> Problem: Each line of the data holding "Instant" should be found and copied.

---------- Data for review ----------

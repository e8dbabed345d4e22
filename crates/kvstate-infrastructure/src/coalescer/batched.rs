//! Batched write coalescer
//!
//! Snapshots are encoded on submit, so codec failures reach the caller, and
//! the resulting records go into a bounded queue. One background
//! task wakes every flush interval, drains whatever is queued into a
//! last-write-wins map keyed by identifier and upserts each survivor
//! sequentially. Snapshots arriving while a drain runs wait for the next
//! cycle.
//!
//! A full queue wakes the task early. What the submitting caller sees is
//! governed by [`QueueFullPolicy`].
//!
//! Shutdown closes the queue, drains it completely and flushes every
//! remaining snapshot before returning. Identifiers whose latest snapshot
//! was given up on in any cycle, and not written since, are reported by
//! `shutdown` as `FlushIncomplete`. A crash loses at most the snapshots
//! queued since the last cycle.

use super::StatsCounters;
use crate::error_ext::ErrorContext;
use crate::persister::SnapshotPersister;
use async_trait::async_trait;
use kvstate_domain::constants::{
    DEFAULT_ENQUEUE_TIMEOUT, DEFAULT_FLUSH_INTERVAL, DEFAULT_QUEUE_CAPACITY,
};
use kvstate_domain::error::{Error, Result};
use kvstate_domain::ports::{CoalescerStats, WriteCoalescer};
use kvstate_domain::value_objects::{Lifecycle, LifecycleState, Record, Snapshot};
use std::collections::{BTreeSet, HashMap};
use std::sync::Arc;
use std::sync::atomic::{AtomicU64, Ordering};
use std::time::Duration;
use tokio::sync::mpsc::error::{SendTimeoutError, TrySendError};
use tokio::sync::{Mutex, Notify, mpsc};
use tokio::task::JoinHandle;
use tokio::time::{Instant, MissedTickBehavior, interval_at};
use tokio_util::sync::CancellationToken;
use tracing::{debug, info, warn};

/// What `submit` does when the queue has no free slot
#[derive(Debug, Clone, Copy, PartialEq, Eq)]
pub enum QueueFullPolicy {
    /// Wait up to `timeout` for space, then fail with `QueueFull`
    Block {
        /// Maximum wait for a free slot
        timeout: Duration,
    },
    /// Fail with `QueueFull` immediately
    Reject,
}

impl Default for QueueFullPolicy {
    fn default() -> Self {
        Self::Block {
            timeout: DEFAULT_ENQUEUE_TIMEOUT,
        }
    }
}

/// Batched coalescer settings
#[derive(Debug, Clone, Copy, PartialEq, Eq)]
pub struct BatchedConfig {
    /// Maximum number of queued snapshots
    pub queue_capacity: usize,
    /// Period between flush cycles
    pub flush_interval: Duration,
    /// Behavior when the queue is full
    pub queue_full_policy: QueueFullPolicy,
}

impl Default for BatchedConfig {
    fn default() -> Self {
        Self {
            queue_capacity: DEFAULT_QUEUE_CAPACITY,
            flush_interval: DEFAULT_FLUSH_INTERVAL,
            queue_full_policy: QueueFullPolicy::default(),
        }
    }
}

impl BatchedConfig {
    /// Set the queue capacity
    pub fn with_queue_capacity(mut self, capacity: usize) -> Self {
        self.queue_capacity = capacity;
        self
    }

    /// Set the flush interval
    pub fn with_flush_interval(mut self, interval: Duration) -> Self {
        self.flush_interval = interval;
        self
    }

    /// Set the full-queue policy
    pub fn with_queue_full_policy(mut self, policy: QueueFullPolicy) -> Self {
        self.queue_full_policy = policy;
        self
    }
}

/// Outcome of one flush cycle
#[derive(Debug, Clone, Default, PartialEq, Eq)]
pub struct FlushReport {
    /// Snapshots taken off the queue
    pub drained: usize,
    /// Identifiers written to the backend
    pub written: usize,
    /// Identifiers kept for the next cycle after a transient failure
    pub retained: usize,
    /// Identifiers whose latest snapshot was given up on
    ///
    /// For the final flush this also lists identifiers abandoned by earlier
    /// cycles and not written since.
    pub failed: Vec<String>,
}

struct PendingWrites {
    receiver: mpsc::Receiver<Record>,
    retry: HashMap<String, Record>,
    abandoned: BTreeSet<String>,
}

struct Shared {
    persister: Arc<SnapshotPersister>,
    sender: mpsc::Sender<Record>,
    pending: Mutex<PendingWrites>,
    retained: AtomicU64,
    lifecycle: Lifecycle,
    cancel: CancellationToken,
    flush_wanted: Notify,
    config: BatchedConfig,
    counters: StatsCounters,
}

impl Shared {
    fn merge(&self, batch: &mut HashMap<String, Record>, record: Record) {
        if batch
            .insert(record.persistence_id.clone(), record)
            .is_some()
        {
            StatsCounters::bump(&self.counters.coalesced);
        }
    }

    async fn flush_cycle(&self, final_drain: bool) -> FlushReport {
        let mut pending = self.pending.lock().await;
        let PendingWrites {
            receiver,
            retry,
            abandoned,
        } = &mut *pending;

        // Retained snapshots go in first so anything newer from the queue
        // replaces them.
        let mut batch = std::mem::take(retry);
        let mut report = FlushReport::default();

        if final_drain {
            receiver.close();
            while let Some(record) = receiver.recv().await {
                report.drained += 1;
                self.merge(&mut batch, record);
            }
        } else {
            while let Ok(record) = receiver.try_recv() {
                report.drained += 1;
                self.merge(&mut batch, record);
            }
        }

        for (persistence_id, record) in batch {
            match self.persister.persist_record(&record).await {
                Ok(()) => {
                    abandoned.remove(&persistence_id);
                    report.written += 1;
                    StatsCounters::bump(&self.counters.flushed);
                }
                Err(e) => {
                    StatsCounters::bump(&self.counters.failed);
                    if !final_drain && e.is_transient() {
                        warn!(
                            persistence_id = %persistence_id,
                            version = record.version,
                            error = %e,
                            "Flush failed, snapshot kept for next cycle"
                        );
                        retry.insert(persistence_id, record);
                    } else {
                        warn!(
                            persistence_id = %persistence_id,
                            version = record.version,
                            error = %e,
                            "Flush failed, snapshot dropped"
                        );
                        abandoned.insert(persistence_id.clone());
                        report.failed.push(persistence_id);
                    }
                }
            }
        }

        if final_drain {
            report.failed = abandoned.iter().cloned().collect();
        }
        report.retained = retry.len();
        self.retained
            .store(retry.len() as u64, Ordering::Relaxed);
        report
    }

    fn pending_count(&self) -> u64 {
        let queued = self.sender.max_capacity() - self.sender.capacity();
        queued as u64 + self.retained.load(Ordering::Relaxed)
    }
}

async fn run_flush_loop(shared: Arc<Shared>) -> FlushReport {
    let period = shared.config.flush_interval;
    let mut ticker = interval_at(Instant::now() + period, period);
    ticker.set_missed_tick_behavior(MissedTickBehavior::Delay);

    loop {
        tokio::select! {
            biased;
            () = shared.cancel.cancelled() => break,
            _ = ticker.tick() => {}
            () = shared.flush_wanted.notified() => {}
        }

        let report = shared.flush_cycle(false).await;
        if report.drained > 0 || report.retained > 0 || !report.failed.is_empty() {
            debug!(
                drained = report.drained,
                written = report.written,
                retained = report.retained,
                failed = report.failed.len(),
                "Flush cycle completed"
            );
        }
    }

    let report = shared.flush_cycle(true).await;
    info!(
        drained = report.drained,
        written = report.written,
        failed = report.failed.len(),
        "Final flush completed"
    );
    report
}

/// Queue-and-flush write coalescer
///
/// Must be created inside a tokio runtime; construction spawns the flush
/// task. Dropping the coalescer without calling `shutdown` still triggers
/// the final flush in the background, but nobody observes its outcome.
pub struct BatchedCoalescer {
    shared: Arc<Shared>,
    worker: Mutex<Option<JoinHandle<FlushReport>>>,
}

impl BatchedCoalescer {
    /// Create the coalescer and start its flush task
    pub fn new(persister: Arc<SnapshotPersister>, config: BatchedConfig) -> Self {
        let config = BatchedConfig {
            queue_capacity: config.queue_capacity.max(1),
            flush_interval: config.flush_interval.max(Duration::from_millis(1)),
            ..config
        };
        let (sender, receiver) = mpsc::channel(config.queue_capacity);

        let shared = Arc::new(Shared {
            persister,
            sender,
            pending: Mutex::new(PendingWrites {
                receiver,
                retry: HashMap::new(),
                abandoned: BTreeSet::new(),
            }),
            retained: AtomicU64::new(0),
            lifecycle: Lifecycle::new(),
            cancel: CancellationToken::new(),
            flush_wanted: Notify::new(),
            config,
            counters: StatsCounters::default(),
        });

        let worker = tokio::spawn(run_flush_loop(Arc::clone(&shared)));
        info!(
            queue_capacity = config.queue_capacity,
            flush_interval_ms = config.flush_interval.as_millis(),
            "Batched write coalescer started"
        );

        Self {
            shared,
            worker: Mutex::new(Some(worker)),
        }
    }

    /// Effective settings
    pub fn config(&self) -> &BatchedConfig {
        &self.shared.config
    }

    /// Run a flush cycle now instead of waiting for the next tick
    pub async fn flush(&self) -> FlushReport {
        self.shared.flush_cycle(false).await
    }

    async fn enqueue(&self, record: Record) -> Result<()> {
        let capacity = self.shared.config.queue_capacity;

        let record = match self.shared.sender.try_send(record) {
            Ok(()) => return Ok(()),
            Err(TrySendError::Closed(_)) => return Err(Error::closed("write queue is closed")),
            Err(TrySendError::Full(record)) => record,
        };

        // Full queue: pull the next flush forward.
        self.shared.flush_wanted.notify_one();

        match self.shared.config.queue_full_policy {
            QueueFullPolicy::Reject => {
                warn!(
                    persistence_id = %record.persistence_id,
                    capacity,
                    "Write queue full, snapshot rejected"
                );
                Err(Error::queue_full(capacity))
            }
            QueueFullPolicy::Block { timeout } => {
                match self.shared.sender.send_timeout(record, timeout).await {
                    Ok(()) => Ok(()),
                    Err(SendTimeoutError::Timeout(record)) => {
                        warn!(
                            persistence_id = %record.persistence_id,
                            capacity,
                            timeout_ms = timeout.as_millis(),
                            "Write queue still full after timeout, snapshot rejected"
                        );
                        Err(Error::queue_full(capacity))
                    }
                    Err(SendTimeoutError::Closed(_)) => {
                        Err(Error::closed("write queue is closed"))
                    }
                }
            }
        }
    }
}

#[async_trait]
impl WriteCoalescer for BatchedCoalescer {
    async fn submit(&self, snapshot: Snapshot) -> Result<()> {
        snapshot.validate()?;

        if let Err(e) = self.shared.lifecycle.ensure_open() {
            StatsCounters::bump(&self.shared.counters.rejected);
            return Err(e);
        }

        let record = match self.shared.persister.codec().encode(&snapshot) {
            Ok(record) => record,
            Err(e) => {
                StatsCounters::bump(&self.shared.counters.rejected);
                warn!(
                    persistence_id = %snapshot.persistence_id,
                    error = %e,
                    "Snapshot could not be encoded, write aborted"
                );
                return Err(e);
            }
        };

        let result = self.enqueue(record).await;
        match result {
            Ok(()) => StatsCounters::bump(&self.shared.counters.accepted),
            Err(_) => StatsCounters::bump(&self.shared.counters.rejected),
        }
        result
    }

    async fn shutdown(&self) -> Result<()> {
        let mut worker = self.worker.lock().await;
        let Some(handle) = worker.take() else {
            return Ok(());
        };

        self.shared.lifecycle.begin_draining();
        info!(
            pending = self.shared.pending_count(),
            "Draining batched write coalescer"
        );
        self.shared.cancel.cancel();

        let report = handle.await.context("Flush task failed")?;
        self.shared.lifecycle.close();

        if report.failed.is_empty() {
            Ok(())
        } else {
            Err(Error::flush_incomplete(report.failed))
        }
    }

    fn stats(&self) -> CoalescerStats {
        self.shared
            .counters
            .snapshot(self.shared.pending_count())
    }

    fn lifecycle_state(&self) -> LifecycleState {
        self.shared.lifecycle.state()
    }

    fn strategy_name(&self) -> &str {
        "batched"
    }
}

impl Drop for BatchedCoalescer {
    fn drop(&mut self) {
        self.shared.cancel.cancel();
    }
}

impl std::fmt::Debug for BatchedCoalescer {
    fn fmt(&self, f: &mut std::fmt::Formatter<'_>) -> std::fmt::Result {
        f.debug_struct("BatchedCoalescer")
            .field("config", &self.shared.config)
            .field("state", &self.shared.lifecycle.state())
            .field("pending", &self.shared.pending_count())
            .finish()
    }
}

----------

> Exercise result:
use tokio::time::{Instant, MissedTickBehavior, interval_at};
    let mut ticker = interval_at(Instant::now() + period, period);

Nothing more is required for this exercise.